大学院での授業はどのように行われていますか

基本的には演習形式の授業と外国語の文献講読形式の授業になります。
2〜4人の少人数授業が基本で、先生との会話の機会も増えます。受講者が少ない授業は先生と学生が1対1になります。演習形式の授業内容は学生の関心や研究テーマに沿った内容が含まれたものになっているので、自身の研究テーマについての理解が自ずと深まります。授業内では先生方の経験を踏まえたお話なども聞けるため、ニュースや文献からだけでは知ることができない海外事情についても知ることができます。

文献講読の授業は英語だけでなく、一般的にマイナー言語とされるような言語についても、講読する授業があります。今年度履修しているアラビア語講読の授業では、先生から適宜、口語的表現、司法関係の文書に見られる表現、文語的な表現などの文法書や市販のテキストだけではカバーしきれない知識についても教えていただけます。細かな知識が得られるのは、少人数授業だからこそだと思います。
毎週の授業準備には膨大な時間が必要で、1週間のほとんどの時間を費やすこともありますが、得るものが多い授業ばかりです。

実際に履修した(している)大学院での授業を一つ取り上げて、内容や進め方、印象に残っていることを教えてください

今年履修しているイスラーム史演習が特に印象に残っています。授業の内容は学生が事前に選んだ論文について内容をまとめて発表し、全員でそれについて議論をするものです。発表用資料を作る段階で、選んだ論文に対する理解も深まります。また他の院生の発表によって、自分の専門外の論文についても理解が深まります。加えて、授業を担当されている鈴木先生のご指摘から、私が全く知らなかった話や文献では知ることができない現地社会に密着した情報まで知ることができるので、大変勉強になります。
授業内では現代の中東・アラブ世界についての話が多く登場します。特に先生のお話からは、アラブ世界の異国情緒とその壮大なスケールを感じることができます。

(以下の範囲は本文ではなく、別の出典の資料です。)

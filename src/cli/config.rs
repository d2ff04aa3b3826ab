//
//  tfgit
//  cli/config.rs
//
//  Created by Ngonidzashe Mangudya on 2026/01/12.
//  Copyright (c) 2025 IAMNGONI. All rights reserved.
//

//! Configuration commands.
//!
//! Core keys are addressed by bare name; host keys as
//! `hosts.<host>.<field>`. `--host` is shorthand for the latter, so
//! `tfgit config set --host dev.azure.com user ada` and
//! `tfgit config set hosts.dev.azure.com.user ada` are equivalent.

use std::process::Command;

use anyhow::{bail, Result};
use clap::{Args, Subcommand};
use console::style;

use super::GlobalOptions;
use crate::config::{normalize_host, Config};
use crate::interactive::editor_command;
use crate::output::write_json;

/// Manage configuration
#[derive(Args, Debug)]
pub struct ConfigCommand {
    #[command(subcommand)]
    pub command: ConfigSubcommand,
}

#[derive(Subcommand, Debug)]
pub enum ConfigSubcommand {
    /// Print a value
    Get(KeyArgs),

    /// Set a value
    Set(SetArgs),

    /// Reset a value to its default
    Unset(KeyArgs),

    /// List every set value
    #[command(visible_alias = "ls")]
    List,

    /// Open the config file in an editor
    Edit,

    /// Print the config file path
    Path,
}

#[derive(Args, Debug)]
pub struct KeyArgs {
    pub key: String,

    /// Host the key belongs to
    #[arg(long, short = 'H')]
    pub host: Option<String>,
}

#[derive(Args, Debug)]
pub struct SetArgs {
    pub key: String,

    pub value: String,

    /// Host the key belongs to
    #[arg(long, short = 'H')]
    pub host: Option<String>,
}

/// Expands `key` to its `hosts.<host>.<field>` form when `host` is given.
fn qualified_key(key: &str, host: Option<&str>) -> String {
    match host {
        Some(host) => format!("hosts.{}.{}", normalize_host(host), key),
        None => key.to_string(),
    }
}

impl ConfigCommand {
    pub async fn run(&self, global: &GlobalOptions) -> Result<()> {
        let output = global.output();
        match &self.command {
            ConfigSubcommand::Get(args) => {
                let key = qualified_key(&args.key, args.host.as_deref());
                let value = Config::load()?.get(&key);
                if output.is_json() {
                    write_json(&serde_json::json!({ "key": key, "value": value }))
                } else {
                    if let Some(value) = value {
                        println!("{}", value);
                    }
                    Ok(())
                }
            }
            ConfigSubcommand::Set(args) => {
                let key = qualified_key(&args.key, args.host.as_deref());
                let mut config = Config::load()?;
                config.set(&key, &args.value)?;
                config.save()?;
                tracing::debug!("Set {} in {}", key, Config::config_path()?.display());
                if output.is_json() {
                    return write_json(&serde_json::json!({ "key": key, "value": args.value }));
                }
                output.write_success(&format!("Set {} = {}", style(&key).cyan(), args.value));
                Ok(())
            }
            ConfigSubcommand::Unset(args) => {
                let key = qualified_key(&args.key, args.host.as_deref());
                let mut config = Config::load()?;
                config.unset(&key)?;
                config.save()?;
                output.write_success(&format!("Unset {}", style(&key).cyan()));
                Ok(())
            }
            ConfigSubcommand::List => {
                let entries = Config::load()?.entries();
                if output.is_json() {
                    let map: serde_json::Map<String, serde_json::Value> = entries
                        .into_iter()
                        .map(|(k, v)| (k, serde_json::Value::String(v)))
                        .collect();
                    return write_json(&map);
                }
                for (key, value) in entries {
                    println!("{} = {}", style(key).cyan(), value);
                }
                Ok(())
            }
            ConfigSubcommand::Edit => edit(),
            ConfigSubcommand::Path => {
                let path = Config::config_path()?;
                if output.is_json() {
                    return write_json(&serde_json::json!({
                        "path": path.display().to_string(),
                        "exists": path.exists(),
                    }));
                }
                println!("{}", path.display());
                Ok(())
            }
        }
    }
}

fn edit() -> Result<()> {
    let path = Config::config_path()?;
    if !path.exists() {
        Config::default().save_to(&path)?;
    }

    let editor = editor_command().unwrap_or_else(|| {
        if cfg!(target_os = "windows") {
            "notepad".to_string()
        } else {
            "vi".to_string()
        }
    });
    // Editors such as "code --wait" carry their own arguments.
    let parts: Vec<&str> = editor.split_whitespace().collect();
    let Some((program, args)) = parts.split_first() else {
        bail!("Invalid editor command: {:?}", editor);
    };
    let status = Command::new(program).args(args).arg(&path).status()?;
    if !status.success() {
        bail!("{} exited with {}", program, status);
    }

    // Catch syntax errors before the next command trips over them.
    Config::load_from(&path)?;
    Ok(())
}

#[cfg(test)]
mod tests {
    use super::*;

    #[test]
    fn test_qualified_key() {
        assert_eq!(qualified_key("prompt", None), "prompt");
        assert_eq!(
            qualified_key("default_project", Some("Dev.Azure.com")),
            "hosts.dev.azure.com.default_project"
        );
    }
}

中央大学大学院に進学してよかったことを教えてください

得た情報の正確さや発信の意図を自分で確かめる習慣がついたことです。新聞を利用して研究を行っていることもあり、ニュースや情報を個別のものとして理解するだけでなく、関連情報を交えた上で、大きな流れとして情報を把握することの重要性を学べたと感じています。また確かな情報からそうでない情報までが溢れる現代社会において、自分で確かめる習慣がついたことはよかったと感じています。
また、大学院には同じような環境にある院生が在籍しているため、会話の中で常に刺激があります。またかつて院生を経験してきた先生方が居られるため、今後の進路をイメージしやすく、進路面での不安は自ずと消えます。

授業以外の時間はどのように過ごしていますか

ほとんどの時間は授業準備と研究に費やしています。余った時間はアルバイト(週2)や運動に使っています。授業終わりの時間は院生研究室でゆっくり過ごしたりもします。

大学院進学を目指す人へのメッセージをお願いします

学部を卒業してから、大学院生と社会人の両方を経験しましたが、どちらにも楽しさと大変さがありました。自分の思う方に進めば、そこにしかない経験と良い結果が待っているはずです。大学院進学を検討中の方はぜひ、進学されることをお勧めします。

 

※本記事は、2022年8月時点の内容です。